The plane seemed to drone as sleepily as its passengers, most of whom were tired and disgruntled from being more than two hours past their scheduled arrival. In her first-class window seat, a luxury created by the necessity of buying a last-minute ticket, Miriam couldn’t begin to sleep, and she stared at the floor of clouds below the jet. It took a long time to break through the cloud cover, but Baltimore was finally beneath her, for the first time in almost twenty years. It was vast in a way that did not match her memories, its lights spread across a far wider area, but she hadn’t flown into Baltimore since 1968. The airport had still been called Friendship then, and Miriam was returning from Canada by way of New York. In the summer after the riots, it had seemed a felicitous time to take her children to Ottawa, let them spend an extended vacation with their grandparents. Oh, how dressed up they had gotten for that return trip, the girls in matching dresses purchased by Miriam’s mother at Holt Renfrew-striped shifts with scarves that attached to the collars with snaps. Sunny had been a mess twenty minutes into the journey, but Heather barely had a crease in her dress even upon landing. People could meet you at airport gates then. She remembered Dave, waiting for them inside the terminal, pale and round-shouldered, so beaten down by his job. A few years later, when he approached her with his dream of opening a store, that image came back to her, and she readily said yes. She had wanted him to be happy. Even when she was miserable, she had wanted nothing less for Dave than some sort of peace.

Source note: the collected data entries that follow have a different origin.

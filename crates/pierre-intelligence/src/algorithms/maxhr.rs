// ABOUTME: Maximum heart rate estimation algorithms re-exported from pierre-core
// ABOUTME: Implements Fox, Tanaka, Nes, and Gulati formulas with scientific validation
//
// SPDX-License-Identifier: MIT OR Apache-2.0
// Copyright (c) 2025 Pierre Fitness Intelligence

pub use pierre_core::intelligence::algorithms::maxhr::*;
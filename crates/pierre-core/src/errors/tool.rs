// ABOUTME: Tool-specific error types for the pluggable tools architecture
// ABOUTME: Provides structured errors that integrate with the main AppError system
//
// SPDX-License-Identifier: MIT OR Apache-2.0
// Copyright (c) 2025 Pierre Fitness Intelligence

//! # Tool Error Types
//!
//! Provides structured error types for tool-related operations:
//! - `ToolError` - Errors specific to tool execution and registry
//! - Conversion traits to `AppError` for HTTP response formatting

use std::error::Error;
use std::fmt;

/// Errors specific to tool operations.
///
/// These errors provide detailed context for tool-related failures
/// while maintaining compatibility with the main `AppError` system.
#[derive(Debug, Clone)]
pub enum ToolError {
    /// Tool was not found in the registry
    NotFound {
        /// Name of the requested tool
        tool_name: String,
    },
    /// Tool is disabled for this tenant
    DisabledForTenant {
        /// Name of the disabled tool
        tool_name: String,
        /// Tenant ID where the tool is disabled
        tenant_id: uuid::Uuid,
    },
    /// Tool requires admin privileges
    AdminRequired {
        /// Name of the tool requiring admin access
        tool_name: String,
    },
    /// Tool requires a connected provider
    ProviderRequired {
        /// Name of the tool requiring a provider
        tool_name: String,
        /// Optional: specific provider needed
        provider: Option<String>,
    },
    /// Tool parameter validation failed
    InvalidParameter {
        /// Name of the tool
        tool_name: String,
        /// Name of the invalid parameter
        parameter: String,
        /// Reason the parameter is invalid
        reason: String,
    },
    /// Required parameter is missing
    MissingParameter {
        /// Name of the tool
        tool_name: String,
        /// Name of the missing parameter
        parameter: String,
    },
    /// Tool execution failed
    ExecutionFailed {
        /// Name of the tool that failed
        tool_name: String,
        /// Details about the failure
        details: String,
    },
    /// Tool is already registered (for registry operations)
    AlreadyRegistered {
        /// Name of the already-registered tool
        tool_name: String,
    },
    /// Tool capability check failed
    CapabilityMismatch {
        /// Name of the tool
        tool_name: String,
        /// Required capability that was missing
        required: String,
    },
}

impl ToolError {
    /// Create a "not found" error
    #[must_use]
    pub fn not_found(tool_name: impl Into<String>) -> Self {
        Self::NotFound {
            tool_name: tool_name.into(),
        }
    }

    /// Create a "disabled for tenant" error
    #[must_use]
    pub fn disabled_for_tenant(tool_name: impl Into<String>, tenant_id: uuid::Uuid) -> Self {
        Self::DisabledForTenant {
            tool_name: tool_name.into(),
            tenant_id,
        }
    }

    /// Create an "admin required" error
    #[must_use]
    pub fn admin_required(tool_name: impl Into<String>) -> Self {
        Self::AdminRequired {
            tool_name: tool_name.into(),
        }
    }

    /// Create a "provider required" error
    #[must_use]
    pub fn provider_required(tool_name: impl Into<String>, provider: Option<String>) -> Self {
        Self::ProviderRequired {
            tool_name: tool_name.into(),
            provider,
        }
    }

    /// Create an "invalid parameter" error
    #[must_use]
    pub fn invalid_parameter(
        tool_name: impl Into<String>,
        parameter: impl Into<String>,
        reason: impl Into<String>,
    ) -> Self {
        Self::InvalidParameter {
            tool_name: tool_name.into(),
            parameter: parameter.into(),
            reason: reason.into(),
        }
    }

    /// Create a "missing parameter" error
    #[must_use]
    pub fn missing_parameter(tool_name: impl Into<String>, parameter: impl Into<String>) -> Self {
        Self::MissingParameter {
            tool_name: tool_name.into(),
            parameter: parameter.into(),
        }
    }

    /// Create an "execution failed" error
    #[must_use]
    pub fn execution_failed(tool_name: impl Into<String>, details: impl Into<String>) -> Self {
        Self::ExecutionFailed {
            tool_name: tool_name.into(),
            details: details.into(),
        }
    }

    /// Create an "already registered" error
    #[must_use]
    pub fn already_registered(tool_name: impl Into<String>) -> Self {
        Self::AlreadyRegistered {
            tool_name: tool_name.into(),
        }
    }

    /// Get the tool name associated with this error
    #[must_use]
    pub fn tool_name(&self) -> &str {
        match self {
            Self::NotFound { tool_name }
            | Self::DisabledForTenant { tool_name, .. }
            | Self::AdminRequired { tool_name }
            | Self::ProviderRequired { tool_name, .. }
            | Self::InvalidParameter { tool_name, .. }
            | Self::MissingParameter { tool_name, .. }
            | Self::ExecutionFailed { tool_name, .. }
            | Self::AlreadyRegistered { tool_name }
            | Self::CapabilityMismatch { tool_name, .. } => tool_name,
        }
    }
}

impl fmt::Display for ToolError {
    fn fmt(&self, f: &mut fmt::Formatter<'_>) -> fmt::Result {
        match self {
            Self::NotFound { tool_name } => {
                write!(f, "Tool '{tool_name}' not found")
            }
            Self::DisabledForTenant {
                tool_name,
                tenant_id,
            } => {
                write!(f, "Tool '{tool_name}' is disabled for tenant {tenant_id}")
            }
            Self::AdminRequired { tool_name } => {
                write!(f, "Tool '{tool_name}' requires admin privileges")
            }
            Self::ProviderRequired {
                tool_name,
                provider: Some(p),
            } => {
                write!(
                    f,
                    "Tool '{tool_name}' requires provider '{p}' to be connected"
                )
            }
            Self::ProviderRequired {
                tool_name,
                provider: None,
            } => {
                write!(
                    f,
                    "Tool '{tool_name}' requires a connected fitness provider"
                )
            }
            Self::InvalidParameter {
                tool_name,
                parameter,
                reason,
            } => {
                write!(
                    f,
                    "Invalid parameter '{parameter}' for tool '{tool_name}': {reason}"
                )
            }
            Self::MissingParameter {
                tool_name,
                parameter,
            } => {
                write!(
                    f,
                    "Missing required parameter '{parameter}' for tool '{tool_name}'"
                )
            }
            Self::ExecutionFailed { tool_name, details } => {
                write!(f, "Tool '{tool_name}' execution failed: {details}")
            }
            Self::AlreadyRegistered { tool_name } => {
                write!(f, "Tool '{tool_name}' is already registered")
            }
            Self::CapabilityMismatch {
                tool_name,
                required,
            } => {
                write!(
                    f,
                    "Tool '{tool_name}' capability check failed: {required} required"
                )
            }
        }
    }
}

impl Error for ToolError {}
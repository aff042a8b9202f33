// ABOUTME: COROS API provider implementation using unified provider architecture
// ABOUTME: Handles OAuth2 authentication and data fetching for workouts, sleep, and daily summaries
//
// SPDX-License-Identifier: MIT OR Apache-2.0
// Copyright (c) 2025 Pierre Fitness Intelligence
//
// NOTE: COROS API documentation is private. Apply for access at:
// https://support.coros.com/hc/en-us/articles/17085887816340-Submitting-an-API-Application
//
// NOTE: All `.clone()` calls in this file are Safe - they are necessary for:
// - HTTP client Arc sharing across async operations (shared_client().clone())
// - String ownership for API responses and error handling
//
// Clippy allowances for this module:
// - cast_possible_truncation: COROS API returns f64 for metrics that are always within f32 range
// - cast_sign_loss: Heart rate and distance values from COROS are always positive
// - cast_precision_loss: Metric precision loss is acceptable for display purposes
#![allow(
    clippy::cast_possible_truncation,
    clippy::cast_sign_loss,
    clippy::cast_precision_loss
)]

use super::circuit_breaker::CircuitBreaker;
use super::core::{ActivityQueryParams, FitnessProvider, OAuth2Credentials, ProviderConfig};
use super::errors::ProviderError;
use crate::constants::oauth_providers;
use crate::errors::{AppError, AppResult};
use crate::models::{
    Activity, ActivityBuilder, Athlete, HealthMetrics, PersonalRecord, RecoveryMetrics,
    SleepSession, SleepStage, SleepStageType, SportType, Stats,
};
use crate::pagination::{Cursor, CursorPage, PaginationParams};
use crate::utils::http_client::shared_client;
use async_trait::async_trait;
use chrono::{DateTime, Utc};
use reqwest::Client;
use serde::Deserialize;
use std::fmt::Write;
use tokio::sync::RwLock;
use tracing::{debug, error, info, instrument, warn};
// ABOUTME: Training zone percentages configuration types
// ABOUTME: Handles VDOT and FTP zone percentage settings for training intensity
//
// SPDX-License-Identifier: MIT OR Apache-2.0
// Copyright (c) 2025 Pierre Fitness Intelligence

use crate::physiological_constants::training_zone_percentages::{ftp, vdot};
use serde::{Deserialize, Serialize};
use std::env;

/// Training zone percentages configuration
#[derive(Debug, Clone, Serialize, Deserialize)]
pub struct TrainingZonesConfig {
    /// VDOT easy pace zone percentage
    pub vdot_easy_zone_percent: f64,
    /// VDOT tempo pace zone percentage
    pub vdot_tempo_zone_percent: f64,
    /// VDOT threshold pace zone percentage
    pub vdot_threshold_zone_percent: f64,
    /// VDOT interval pace zone percentage
    pub vdot_interval_zone_percent: f64,
    /// VDOT repetition pace zone percentage
    pub vdot_repetition_zone_percent: f64,
    /// FTP Zone 1 percentage (Active Recovery)
    pub ftp_zone1_percent: u32,
    /// FTP Zone 2 percentage (Endurance)
    pub ftp_zone2_percent: u32,
    /// FTP Zone 3 percentage (Tempo)
    pub ftp_zone3_percent: u32,
    /// FTP Zone 4 percentage (Lactate Threshold)
    pub ftp_zone4_percent: u32,
    /// FTP Zone 5 percentage (VO2 Max)
    pub ftp_zone5_percent: u32,
}

impl Default for TrainingZonesConfig {
    fn default() -> Self {
        Self {
            vdot_easy_zone_percent: vdot::EASY_ZONE_PERCENT,
            vdot_tempo_zone_percent: vdot::TEMPO_ZONE_PERCENT,
            vdot_threshold_zone_percent: vdot::THRESHOLD_ZONE_PERCENT,
            vdot_interval_zone_percent: vdot::INTERVAL_ZONE_PERCENT,
            vdot_repetition_zone_percent: vdot::REPETITION_ZONE_PERCENT,
            ftp_zone1_percent: ftp::ZONE1_PERCENT,
            ftp_zone2_percent: ftp::ZONE2_PERCENT,
            ftp_zone3_percent: ftp::ZONE3_PERCENT,
            ftp_zone4_percent: ftp::ZONE4_PERCENT,
            ftp_zone5_percent: ftp::ZONE5_PERCENT,
        }
    }
}

impl TrainingZonesConfig {
    /// Load training zones configuration from environment
    #[must_use]
    pub fn from_env() -> Self {
        Self {
            vdot_easy_zone_percent: env::var("TRAINING_ZONES_VDOT_EASY_PERCENT")
                .ok()
                .and_then(|s| s.parse().ok())
                .unwrap_or(vdot::EASY_ZONE_PERCENT),
            vdot_tempo_zone_percent: env::var("TRAINING_ZONES_VDOT_TEMPO_PERCENT")
                .ok()
                .and_then(|s| s.parse().ok())
                .unwrap_or(vdot::TEMPO_ZONE_PERCENT),
            vdot_threshold_zone_percent: env::var("TRAINING_ZONES_VDOT_THRESHOLD_PERCENT")
                .ok()
                .and_then(|s| s.parse().ok())
                .unwrap_or(vdot::THRESHOLD_ZONE_PERCENT),
            vdot_interval_zone_percent: env::var("TRAINING_ZONES_VDOT_INTERVAL_PERCENT")
                .ok()
                .and_then(|s| s.parse().ok())
                .unwrap_or(vdot::INTERVAL_ZONE_PERCENT),
            vdot_repetition_zone_percent: env::var("TRAINING_ZONES_VDOT_REPETITION_PERCENT")
                .ok()
                .and_then(|s| s.parse().ok())
                .unwrap_or(vdot::REPETITION_ZONE_PERCENT),
            ftp_zone1_percent: env::var("TRAINING_ZONES_FTP_ZONE1_PERCENT")
                .ok()
                .and_then(|s| s.parse().ok())
                .unwrap_or(ftp::ZONE1_PERCENT),
            ftp_zone2_percent: env::var("TRAINING_ZONES_FTP_ZONE2_PERCENT")
                .ok()
                .and_then(|s| s.parse().ok())
                .unwrap_or(ftp::ZONE2_PERCENT),
            ftp_zone3_percent: env::var("TRAINING_ZONES_FTP_ZONE3_PERCENT")
                .ok()
                .and_then(|s| s.parse().ok())
                .unwrap_or(ftp::ZONE3_PERCENT),
            ftp_zone4_percent: env::var("TRAINING_ZONES_FTP_ZONE4_PERCENT")
                .ok()
                .and_then(|s| s.parse().ok())
                .unwrap_or(ftp::ZONE4_PERCENT),
            ftp_zone5_percent: env::var("TRAINING_ZONES_FTP_ZONE5_PERCENT")
                .ok()
                .and_then(|s| s.parse().ok())
                .unwrap_or(ftp::ZONE5_PERCENT),
        }
    }
}
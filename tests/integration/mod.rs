// ABOUTME: MCP integration test suite module
// ABOUTME: Tests real HTTP server with MCP protocol using synthetic provider
//
// SPDX-License-Identifier: MIT OR Apache-2.0
// Copyright (c) 2025 Pierre Fitness Intelligence

#![allow(clippy::unwrap_used, clippy::expect_used, clippy::panic)]
#![allow(missing_docs)]

pub mod infrastructure;

// Re-export commonly used items
pub use infrastructure::{IntegrationTestServer, McpTestClient};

Suddenly there was a dead space beneath the plane, with almost no lights shining at all, an abyss. The plane had turned and was heading up the Chesapeake Bay. Although the final descent was quite smooth, Miriam’s stomach twisted once again from that strange turista-like ailment she had never known in all her years in Mexico, and she fumbled in the seat pocket for an airsickness bag, but there wasn’t one. Perhaps airlines didn’t provide them anymore, perhaps people were supposed to be able to fly without getting ill, at least in first class. Or someone had taken it and the overworked flight attendants hadn’t noticed. Miriam did the only thing possible, given the circumstances. She swallowed.